TRPA1 channels: molecular sentinels of cellular stress and tissue damage

Abstract TRPA1 is a non‐selective cation channel expressed in mammalian peripheral pain receptors, with a major role in chemonociception. TRPA1 has also been implicated in noxious cold and mechanical pain sensation. TRPA1 has an ancient origin and plays important functions in lower organisms, including thermotaxis, mechanotransduction and modulation of lifespan. Here we highlight the role of TRPA1 as a multipurpose sensor of harmful signals, including toxic bacterial products and UV light, and as a sensor of stress and tissue damage.
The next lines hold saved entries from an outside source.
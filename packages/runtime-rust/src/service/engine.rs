//! Process-wide runtime: operation registry, executors, handler chains and the
//! flow orchestrator, assembled once at startup.

use std::sync::Arc;

use tracing::info;
use tramline_core::{
    Invocation, InvocationContext, InvocationFactory, MonotonicClock, NanoClock, OperationMeta,
    ReferenceConfig, Response,
};

use super::executor::ExecutorRegistry;
use super::flow::InvocationFlow;
use super::handler::{
    ChainKind, DiscoveryHandler, Handler, HandlerChain, HandlerChainRegistry, ProducerHandler,
    ResponseSink, ServiceDiscovery, Transport, TransportHandler, ANY_MICROSERVICE,
};
use super::metrics::InvocationMetrics;
use super::operation::{OperationError, OperationRegistry, ProducerMethod};
use super::timeout::TimeoutGuard;
use crate::config::EngineConfig;

// ---------------------------------------------------------------------------
// EngineBuilder
// ---------------------------------------------------------------------------

/// Collects handlers and boundaries, then freezes them into an [`Engine`].
pub struct EngineBuilder {
    config: EngineConfig,
    clock: Arc<dyn NanoClock>,
    provider_handlers: Vec<Arc<dyn Handler>>,
    consumer_handlers: Vec<Arc<dyn Handler>>,
    targeted: Vec<(String, Vec<Arc<dyn Handler>>)>,
    discovery: Option<Arc<dyn ServiceDiscovery>>,
    transport: Option<Arc<dyn Transport>>,
}

impl EngineBuilder {
    #[must_use]
    pub fn new(config: EngineConfig) -> Self {
        Self {
            config,
            clock: Arc::new(MonotonicClock),
            provider_handlers: Vec::new(),
            consumer_handlers: Vec::new(),
            targeted: Vec::new(),
            discovery: None,
            transport: None,
        }
    }

    #[must_use]
    pub fn clock(mut self, clock: Arc<dyn NanoClock>) -> Self {
        self.clock = clock;
        self
    }

    /// Adds a handler in front of the producer handler.
    #[must_use]
    pub fn provider_handler(mut self, handler: Arc<dyn Handler>) -> Self {
        self.provider_handlers.push(handler);
        self
    }

    /// Adds a handler in front of discovery and transport for every target.
    #[must_use]
    pub fn consumer_handler(mut self, handler: Arc<dyn Handler>) -> Self {
        self.consumer_handlers.push(handler);
        self
    }

    /// Dedicated consumer chain for calls to `microservice`. `handlers` run
    /// after the shared consumer handlers.
    #[must_use]
    pub fn consumer_chain_for(
        mut self,
        microservice: impl Into<String>,
        handlers: Vec<Arc<dyn Handler>>,
    ) -> Self {
        self.targeted.push((microservice.into(), handlers));
        self
    }

    #[must_use]
    pub fn discovery(mut self, discovery: Arc<dyn ServiceDiscovery>) -> Self {
        self.discovery = Some(discovery);
        self
    }

    #[must_use]
    pub fn transport(mut self, transport: Arc<dyn Transport>) -> Self {
        self.transport = Some(transport);
        self
    }

    fn consumer_chain(
        &self,
        extra: &[Arc<dyn Handler>],
        guard: &Arc<TimeoutGuard>,
    ) -> Option<HandlerChain> {
        let transport = self.transport.as_ref()?;
        let mut handlers = self.consumer_handlers.clone();
        handlers.extend(extra.iter().cloned());
        if let Some(discovery) = &self.discovery {
            handlers.push(Arc::new(DiscoveryHandler::new(Arc::clone(discovery))));
        }
        handlers.push(Arc::new(TransportHandler::new(
            Arc::clone(transport),
            Arc::clone(guard),
        )));
        Some(HandlerChain::new(handlers, Arc::clone(guard)))
    }

    #[must_use]
    pub fn build(self) -> Arc<Engine> {
        let guard = Arc::new(TimeoutGuard::from_config(
            &self.config.timeout,
            Arc::clone(&self.clock),
        ));
        let operations = Arc::new(OperationRegistry::new());
        let chains = Arc::new(HandlerChainRegistry::new());

        let mut provider = self.provider_handlers.clone();
        provider.push(Arc::new(ProducerHandler::new(
            Arc::clone(&operations),
            Arc::clone(&guard),
        )));
        let provider = HandlerChain::new(provider, Arc::clone(&guard));
        info!(
            microservice = %self.config.microservice,
            handlers = ?provider.names(),
            "provider chain ready"
        );
        chains.register(self.config.microservice.clone(), ChainKind::Provider, provider);

        if let Some(chain) = self.consumer_chain(&[], &guard) {
            info!(handlers = ?chain.names(), "consumer chain ready");
            chains.register(ANY_MICROSERVICE, ChainKind::Consumer, chain);
        }
        for (microservice, extra) in &self.targeted {
            if let Some(chain) = self.consumer_chain(extra, &guard) {
                chains.register(microservice.clone(), ChainKind::Consumer, chain);
            }
        }

        let flow = InvocationFlow::new(
            self.config.microservice.clone(),
            Arc::clone(&guard),
            chains,
            InvocationMetrics::new(self.config.slow_invocation_threshold),
        );
        Arc::new(Engine {
            factory: InvocationFactory::new(self.config.microservice.clone(), self.clock),
            executors: ExecutorRegistry::new(&self.config.executors),
            guard,
            operations,
            flow,
            config: self.config,
        })
    }
}

// ---------------------------------------------------------------------------
// Engine
// ---------------------------------------------------------------------------

/// Shared by every front end and consumer call of one process.
pub struct Engine {
    config: EngineConfig,
    factory: InvocationFactory,
    guard: Arc<TimeoutGuard>,
    executors: ExecutorRegistry,
    operations: Arc<OperationRegistry>,
    flow: InvocationFlow,
}

impl Engine {
    #[must_use]
    pub fn builder(config: EngineConfig) -> EngineBuilder {
        EngineBuilder::new(config)
    }

    #[must_use]
    pub fn config(&self) -> &EngineConfig {
        &self.config
    }

    #[must_use]
    pub fn factory(&self) -> &InvocationFactory {
        &self.factory
    }

    #[must_use]
    pub fn guard(&self) -> &Arc<TimeoutGuard> {
        &self.guard
    }

    #[must_use]
    pub fn executors(&self) -> &ExecutorRegistry {
        &self.executors
    }

    #[must_use]
    pub fn operations(&self) -> &Arc<OperationRegistry> {
        &self.operations
    }

    #[must_use]
    pub fn flow(&self) -> &InvocationFlow {
        &self.flow
    }

    /// Serves `meta` with `method`.
    ///
    /// # Errors
    ///
    /// Returns [`OperationError::Duplicate`] if the operation is already served.
    pub fn register(
        &self,
        meta: OperationMeta,
        method: Arc<dyn ProducerMethod>,
    ) -> Result<Arc<OperationMeta>, OperationError> {
        let meta = self.operations.register(meta, method)?;
        info!(operation = %meta.op_ref(), executor = meta.executor(), "operation registered");
        Ok(meta)
    }

    /// Top-level outbound call.
    pub async fn invoke(
        &self,
        reference: ReferenceConfig,
        meta: Arc<OperationMeta>,
        args: Vec<rmpv::Value>,
    ) -> Response {
        let mut invocation = self.factory.for_consumer(reference, meta, args);
        self.flow.run_consumer(&mut invocation).await
    }

    /// Outbound call made while serving `parent`. Continues the parent's
    /// timeout budget and metadata.
    pub async fn invoke_in(
        &self,
        parent: &Invocation,
        reference: ReferenceConfig,
        meta: Arc<OperationMeta>,
        args: Vec<rmpv::Value>,
    ) -> Response {
        let mut invocation = self.factory.for_consumer_in(parent, reference, meta, args);
        self.flow.run_consumer(&mut invocation).await
    }

    /// Relays an inbound gateway call onward, keeping its metadata.
    pub async fn invoke_edge(
        &self,
        reference: ReferenceConfig,
        meta: Arc<OperationMeta>,
        args: Vec<rmpv::Value>,
        inbound: InvocationContext,
    ) -> Response {
        let mut invocation = self.factory.for_edge(reference, meta, args, inbound);
        self.flow.run_consumer(&mut invocation).await
    }

    /// Runs a prepared consumer invocation, returning it with its response.
    pub async fn run(&self, mut invocation: Invocation) -> (Invocation, Response) {
        let response = self.flow.run_consumer(&mut invocation).await;
        (invocation, response)
    }

    /// Runs `invocation` in the background and completes `sink` on the
    /// invocation's response executor, or inline if none is set.
    pub fn invoke_with_sink(self: &Arc<Self>, mut invocation: Invocation, sink: ResponseSink) {
        let engine = Arc::clone(self);
        tokio::spawn(async move {
            let response = engine.flow.run_consumer(&mut invocation).await;
            match invocation.response_executor() {
                Some(name) => engine
                    .executors
                    .get(name)
                    .execute(async move { sink.complete(response) }),
                None => sink.complete(response),
            }
        });
    }
}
Sensing roles span beyond the peripheral nervous system to include major barrier tissues: gut, skin and lung. Tissue injury, environmental irritants and microbial pathogens are danger signals that can threaten the health of organisms. These signals lead to the coordinated activation of the nociceptive and the innate immune system to provide a homeostatic response trying to re‐establish physiological conditions including tissue repair. Activation of TRPA1 participates in protective neuroimmune interactions at multiple levels, sensing ROS and bacterial products and triggering the release of neuropeptides. However, an exaggerated response to danger signals is maladaptive and can lead to the development of chronic inflammatory conditions.